Dados do CGE-SP (Centro de Gerenciamento de Emergências) mostram que em janeiro choveu 15% acima da média, maior volume dos últimos cinco anos. Uma consequência disso é a alta de 6% nos pontos de alaga – mento, na comparação com o mesmo mês do ano passado.

Uma tabulação feita pela reportagem revela que 10% das ocorrências (ou dezoito alagamentos) aconteceram na Radial Leste, a campeã desse tipo de problema (tabela acima). “Nossa loja foi invadida pela água duas vezes. A inundação chegou a 1 metro de altura e inutilizou peças que seriam vendidas”, diz  Dantas, gerente da Radial 13, comércio de acessórios para motos localizado na avenida.

Imagem mostra homem de boné azul e roupa cinza com as mãos abertas, segurando produtos.

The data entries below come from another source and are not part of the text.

use anyhow::{Context, Result};
use serde::{Deserialize, Serialize};
use std::path::Path;
use std::str::FromStr;
use tracing::info;

use crate::error::MidcapError;
use crate::filters::predicate::{CellValue, ValueKind};

/// One instrument's snapshot across the two reporting periods.
///
/// Period A is the later snapshot (August 2025), Period B the earlier one
/// (May 2025). Percentages are fractions (`0.051` means 5.1%). `None` means
/// the value was absent in the source and is never the same as zero.
#[derive(Debug, Clone, Default, PartialEq, Serialize, Deserialize)]
#[serde(rename_all = "camelCase")]
pub struct Holding {
    pub name: String,
    #[serde(default)]
    pub comment: Option<String>,
    #[serde(default, alias = "mktvalaug%")]
    pub market_value_pct_period_a: Option<f64>,
    #[serde(default, alias = "mktvalmay%")]
    pub market_value_pct_period_b: Option<f64>,
    #[serde(default, alias = "mv%change")]
    pub market_value_pct_change: Option<f64>,
    #[serde(default, alias = "qty%change")]
    pub quantity_pct_change: Option<f64>,
    #[serde(default, alias = "numofmfaugmv")]
    pub fund_count_mv_period_a: Option<u64>,
    #[serde(default, alias = "numofmfmaymv")]
    pub fund_count_mv_period_b: Option<u64>,
    #[serde(default, alias = "numofmfaugqty")]
    pub fund_count_qty_period_a: Option<u64>,
    #[serde(default, alias = "numofmfmayqty")]
    pub fund_count_qty_period_b: Option<u64>,
    #[serde(default, alias = "mktvalaug2025")]
    pub market_value_period_a: Option<f64>,
    #[serde(default, alias = "mktvalmay2025")]
    pub market_value_period_b: Option<f64>,
    #[serde(default, alias = "qtyaug2025")]
    pub quantity_period_a: Option<f64>,
    #[serde(default, alias = "qtymay2025")]
    pub quantity_period_b: Option<f64>,
}

impl Holding {
    pub fn new(name: impl Into<String>) -> Self {
        Self {
            name: name.into(),
            ..Self::default()
        }
    }
}

/// Read-only snapshot of holdings, in source order.
#[derive(Debug, Clone, Default)]
pub struct Dataset {
    holdings: Vec<Holding>,
}

impl Dataset {
    pub fn new(holdings: Vec<Holding>) -> Self {
        Self { holdings }
    }

    /// Parse a JSON array of holdings.
    pub fn from_json(raw: &str) -> Result<Self> {
        let holdings: Vec<Holding> = serde_json::from_str(raw)
            .map_err(|e| MidcapError::DataError(e.to_string()))
            .context("Failed to parse holdings JSON")?;
        Ok(Self::new(holdings))
    }

    /// Load the snapshot file produced by the upstream pipeline.
    pub fn load<P: AsRef<Path>>(path: P) -> Result<Self> {
        let path = path.as_ref();
        let raw = std::fs::read_to_string(path)
            .with_context(|| format!("Reading holdings file: {}", path.display()))?;
        let dataset = Self::from_json(&raw)
            .with_context(|| format!("Loading holdings from {}", path.display()))?;
        info!("Loaded {} holdings from {:?}", dataset.len(), path);
        Ok(dataset)
    }

    pub fn holdings(&self) -> &[Holding] {
        &self.holdings
    }

    pub fn iter(&self) -> std::slice::Iter<'_, Holding> {
        self.holdings.iter()
    }

    pub fn len(&self) -> usize {
        self.holdings.len()
    }

    pub fn is_empty(&self) -> bool {
        self.holdings.is_empty()
    }
}

/// How a column's cells are filtered.
#[derive(Debug, Clone, Copy, PartialEq, Eq)]
pub enum ColumnKind {
    /// Case-insensitive substring match
    Text,
    /// Operator language, cell compared after ×100
    Percentage,
    /// Operator language, cell compared as is
    PlainNumeric,
}

impl ColumnKind {
    pub fn value_kind(&self) -> Option<ValueKind> {
        match self {
            ColumnKind::Text => None,
            ColumnKind::Percentage => Some(ValueKind::Percentage),
            ColumnKind::PlainNumeric => Some(ValueKind::PlainNumeric),
        }
    }
}

/// The columns of the holdings grid, in display order.
#[derive(Debug, Clone, Copy, PartialEq, Eq, PartialOrd, Ord, Hash)]
pub enum Column {
    Name,
    Comment,
    MarketValuePctPeriodA,
    MarketValuePctPeriodB,
    MarketValuePctChange,
    QuantityPctChange,
    FundCountMvPeriodA,
    FundCountMvPeriodB,
    FundCountQtyPeriodA,
    FundCountQtyPeriodB,
    MarketValuePeriodA,
    MarketValuePeriodB,
    QuantityPeriodA,
    QuantityPeriodB,
}

impl Column {
    pub const ALL: [Column; 14] = [
        Column::Name,
        Column::Comment,
        Column::MarketValuePctPeriodA,
        Column::MarketValuePctPeriodB,
        Column::MarketValuePctChange,
        Column::QuantityPctChange,
        Column::FundCountMvPeriodA,
        Column::FundCountMvPeriodB,
        Column::FundCountQtyPeriodA,
        Column::FundCountQtyPeriodB,
        Column::MarketValuePeriodA,
        Column::MarketValuePeriodB,
        Column::QuantityPeriodA,
        Column::QuantityPeriodB,
    ];

    /// Short id used on the command line
    pub fn as_str(&self) -> &'static str {
        match self {
            Column::Name => "name",
            Column::Comment => "comment",
            Column::MarketValuePctPeriodA => "mv-pct-a",
            Column::MarketValuePctPeriodB => "mv-pct-b",
            Column::MarketValuePctChange => "mv-change",
            Column::QuantityPctChange => "qty-change",
            Column::FundCountMvPeriodA => "funds-mv-a",
            Column::FundCountMvPeriodB => "funds-mv-b",
            Column::FundCountQtyPeriodA => "funds-qty-a",
            Column::FundCountQtyPeriodB => "funds-qty-b",
            Column::MarketValuePeriodA => "mv-a",
            Column::MarketValuePeriodB => "mv-b",
            Column::QuantityPeriodA => "qty-a",
            Column::QuantityPeriodB => "qty-b",
        }
    }

    /// Field name in the holdings JSON
    pub fn field(&self) -> &'static str {
        match self {
            Column::Name => "name",
            Column::Comment => "comment",
            Column::MarketValuePctPeriodA => "marketValuePctPeriodA",
            Column::MarketValuePctPeriodB => "marketValuePctPeriodB",
            Column::MarketValuePctChange => "marketValuePctChange",
            Column::QuantityPctChange => "quantityPctChange",
            Column::FundCountMvPeriodA => "fundCountMvPeriodA",
            Column::FundCountMvPeriodB => "fundCountMvPeriodB",
            Column::FundCountQtyPeriodA => "fundCountQtyPeriodA",
            Column::FundCountQtyPeriodB => "fundCountQtyPeriodB",
            Column::MarketValuePeriodA => "marketValuePeriodA",
            Column::MarketValuePeriodB => "marketValuePeriodB",
            Column::QuantityPeriodA => "quantityPeriodA",
            Column::QuantityPeriodB => "quantityPeriodB",
        }
    }

    /// Key used by the original dashboard data file
    fn legacy_field(&self) -> &'static str {
        match self {
            Column::Name => "name",
            Column::Comment => "comment",
            Column::MarketValuePctPeriodA => "mktvalaug%",
            Column::MarketValuePctPeriodB => "mktvalmay%",
            Column::MarketValuePctChange => "mv%change",
            Column::QuantityPctChange => "qty%change",
            Column::FundCountMvPeriodA => "numofmfaugmv",
            Column::FundCountMvPeriodB => "numofmfmaymv",
            Column::FundCountQtyPeriodA => "numofmfaugqty",
            Column::FundCountQtyPeriodB => "numofmfmayqty",
            Column::MarketValuePeriodA => "mktvalaug2025",
            Column::MarketValuePeriodB => "mktvalmay2025",
            Column::QuantityPeriodA => "qtyaug2025",
            Column::QuantityPeriodB => "qtymay2025",
        }
    }

    pub fn title(&self) -> &'static str {
        match self {
            Column::Name => "Company Name",
            Column::Comment => "Comment",
            Column::MarketValuePctPeriodA => "Mkt Val Aug %",
            Column::MarketValuePctPeriodB => "Mkt Val May %",
            Column::MarketValuePctChange => "MV % Change",
            Column::QuantityPctChange => "Qty % Change",
            Column::FundCountMvPeriodA => "MF Aug MV",
            Column::FundCountMvPeriodB => "MF May MV",
            Column::FundCountQtyPeriodA => "MF Aug Qty",
            Column::FundCountQtyPeriodB => "MF May Qty",
            Column::MarketValuePeriodA => "Mkt Val Aug 2025",
            Column::MarketValuePeriodB => "Mkt Val May 2025",
            Column::QuantityPeriodA => "Qty Aug 2025",
            Column::QuantityPeriodB => "Qty May 2025",
        }
    }

    /// Legend text shown by the `legend` command
    pub fn description(&self) -> &'static str {
        match self {
            Column::Name => "Standardized instrument/company name.",
            Column::Comment => "Special comments (Bonus, Split, Rights, etc.).",
            Column::MarketValuePctPeriodA => "Fraction of total August 2025 market value.",
            Column::MarketValuePctPeriodB => {
                "Fraction of total May 2025 market value (e.g., 0.25 = 25%)."
            }
            Column::MarketValuePctChange => {
                "Relative change in market value between August and May."
            }
            Column::QuantityPctChange => "Relative change in quantity between August and May.",
            Column::FundCountMvPeriodA => {
                "Count of mutual funds holding it in August (by market value > 0)."
            }
            Column::FundCountMvPeriodB => {
                "Count of mutual funds holding it in May (by market value > 0)."
            }
            Column::FundCountQtyPeriodA => {
                "Count of mutual funds holding it in August (by quantity > 0)."
            }
            Column::FundCountQtyPeriodB => {
                "Count of mutual funds holding it in May (by quantity > 0)."
            }
            Column::MarketValuePeriodA => "Raw total market value in August 2025.",
            Column::MarketValuePeriodB => "Raw total market value in May 2025.",
            Column::QuantityPeriodA => "Raw total quantity in August 2025.",
            Column::QuantityPeriodB => "Raw total quantity in May 2025.",
        }
    }

    pub fn kind(&self) -> ColumnKind {
        match self {
            Column::Name | Column::Comment => ColumnKind::Text,
            Column::MarketValuePctPeriodA
            | Column::MarketValuePctPeriodB
            | Column::MarketValuePctChange
            | Column::QuantityPctChange => ColumnKind::Percentage,
            _ => ColumnKind::PlainNumeric,
        }
    }

    /// Raw cell of this column for one holding
    pub fn cell<'a>(&self, holding: &'a Holding) -> CellValue<'a> {
        fn num(v: Option<f64>) -> CellValue<'static> {
            v.map_or(CellValue::Empty, CellValue::Number)
        }
        fn count(v: Option<u64>) -> CellValue<'static> {
            v.map_or(CellValue::Empty, |c| CellValue::Number(c as f64))
        }

        match self {
            Column::Name => CellValue::Text(&holding.name),
            Column::Comment => holding
                .comment
                .as_deref()
                .map_or(CellValue::Empty, CellValue::Text),
            Column::MarketValuePctPeriodA => num(holding.market_value_pct_period_a),
            Column::MarketValuePctPeriodB => num(holding.market_value_pct_period_b),
            Column::MarketValuePctChange => num(holding.market_value_pct_change),
            Column::QuantityPctChange => num(holding.quantity_pct_change),
            Column::FundCountMvPeriodA => count(holding.fund_count_mv_period_a),
            Column::FundCountMvPeriodB => count(holding.fund_count_mv_period_b),
            Column::FundCountQtyPeriodA => count(holding.fund_count_qty_period_a),
            Column::FundCountQtyPeriodB => count(holding.fund_count_qty_period_b),
            Column::MarketValuePeriodA => num(holding.market_value_period_a),
            Column::MarketValuePeriodB => num(holding.market_value_period_b),
            Column::QuantityPeriodA => num(holding.quantity_period_a),
            Column::QuantityPeriodB => num(holding.quantity_period_b),
        }
    }
}

impl std::fmt::Display for Column {
    fn fmt(&self, f: &mut std::fmt::Formatter<'_>) -> std::fmt::Result {
        f.write_str(self.as_str())
    }
}

impl FromStr for Column {
    type Err = MidcapError;

    /// Accepts the short id, the JSON field name, or the legacy data key.
    fn from_str(s: &str) -> Result<Self, Self::Err> {
        let needle = s.trim();
        Column::ALL
            .iter()
            .copied()
            .find(|c| {
                c.as_str().eq_ignore_ascii_case(needle)
                    || c.field().eq_ignore_ascii_case(needle)
                    || c.legacy_field().eq_ignore_ascii_case(needle)
            })
            .ok_or_else(|| MidcapError::UnknownColumn(needle.to_string()))
    }
}

#[cfg(test)]
mod tests {
    use super::*;

    #[test]
    fn test_deserialize_keeps_null_distinct_from_zero() {
        let raw = r#"[
            {"name": "Alpha", "marketValuePctPeriodA": 0.02, "marketValuePctPeriodB": null},
            {"name": "Beta", "marketValuePctPeriodA": 0.0}
        ]"#;
        let dataset = Dataset::from_json(raw).unwrap();
        assert_eq!(dataset.len(), 2);
        let alpha = &dataset.holdings()[0];
        assert_eq!(alpha.market_value_pct_period_a, Some(0.02));
        assert_eq!(alpha.market_value_pct_period_b, None);
        let beta = &dataset.holdings()[1];
        assert_eq!(beta.market_value_pct_period_a, Some(0.0));
        assert_eq!(beta.comment, None);
    }

    #[test]
    fn test_deserialize_accepts_legacy_keys() {
        let raw = r#"[{
            "name": "Dixon Tech",
            "comment": "Split",
            "mktvalaug%": 0.031,
            "mktvalmay%": 0.029,
            "qty%change": -0.12,
            "numofmfaugmv": 41,
            "mktvalmay2025": 79718
        }]"#;
        let dataset = Dataset::from_json(raw).unwrap();
        let h = &dataset.holdings()[0];
        assert_eq!(h.market_value_pct_period_a, Some(0.031));
        assert_eq!(h.market_value_pct_period_b, Some(0.029));
        assert_eq!(h.quantity_pct_change, Some(-0.12));
        assert_eq!(h.fund_count_mv_period_a, Some(41));
        assert_eq!(h.market_value_period_b, Some(79718.0));
        assert_eq!(h.comment.as_deref(), Some("Split"));
    }

    #[test]
    fn test_invalid_json_is_a_data_error() {
        let err = Dataset::from_json("{not json").unwrap_err();
        assert!(format!("{:?}", err).contains("data error"));
    }

    #[test]
    fn test_column_from_str_variants() {
        assert_eq!("mv-pct-a".parse::<Column>().unwrap(), Column::MarketValuePctPeriodA);
        assert_eq!(
            "quantityPctChange".parse::<Column>().unwrap(),
            Column::QuantityPctChange
        );
        assert_eq!("qtymay2025".parse::<Column>().unwrap(), Column::QuantityPeriodB);
        assert!(matches!(
            "bogus".parse::<Column>(),
            Err(MidcapError::UnknownColumn(_))
        ));
    }

    #[test]
    fn test_column_kinds() {
        assert_eq!(Column::Name.kind(), ColumnKind::Text);
        assert_eq!(Column::QuantityPctChange.kind(), ColumnKind::Percentage);
        assert_eq!(Column::FundCountMvPeriodB.kind(), ColumnKind::PlainNumeric);
        assert_eq!(Column::MarketValuePeriodA.kind(), ColumnKind::PlainNumeric);
    }

    #[test]
    fn test_cell_reports_absence() {
        let mut h = Holding::new("Gamma");
        h.fund_count_qty_period_a = Some(7);
        assert_eq!(Column::Name.cell(&h), CellValue::Text("Gamma"));
        assert_eq!(Column::Comment.cell(&h), CellValue::Empty);
        assert_eq!(Column::FundCountQtyPeriodA.cell(&h), CellValue::Number(7.0));
        assert_eq!(Column::QuantityPeriodB.cell(&h), CellValue::Empty);
    }
}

Ao fundo, parede com diversos capacetes de moto à venda.
Vinícius, gerente de loja na Radial Leste: prejuízos. (Alexandre Battibugli/Veja SP)

“Ficamos no prejuízo”, ele reclama. A prefeitura informa que limpou cerca de trinta poços por dia na região próxima à estação Belém. “Realizamos serviços de limpeza de boca de lobo em todos os subdistritos da área”, afirma nota da Subprefeitura da Mooca.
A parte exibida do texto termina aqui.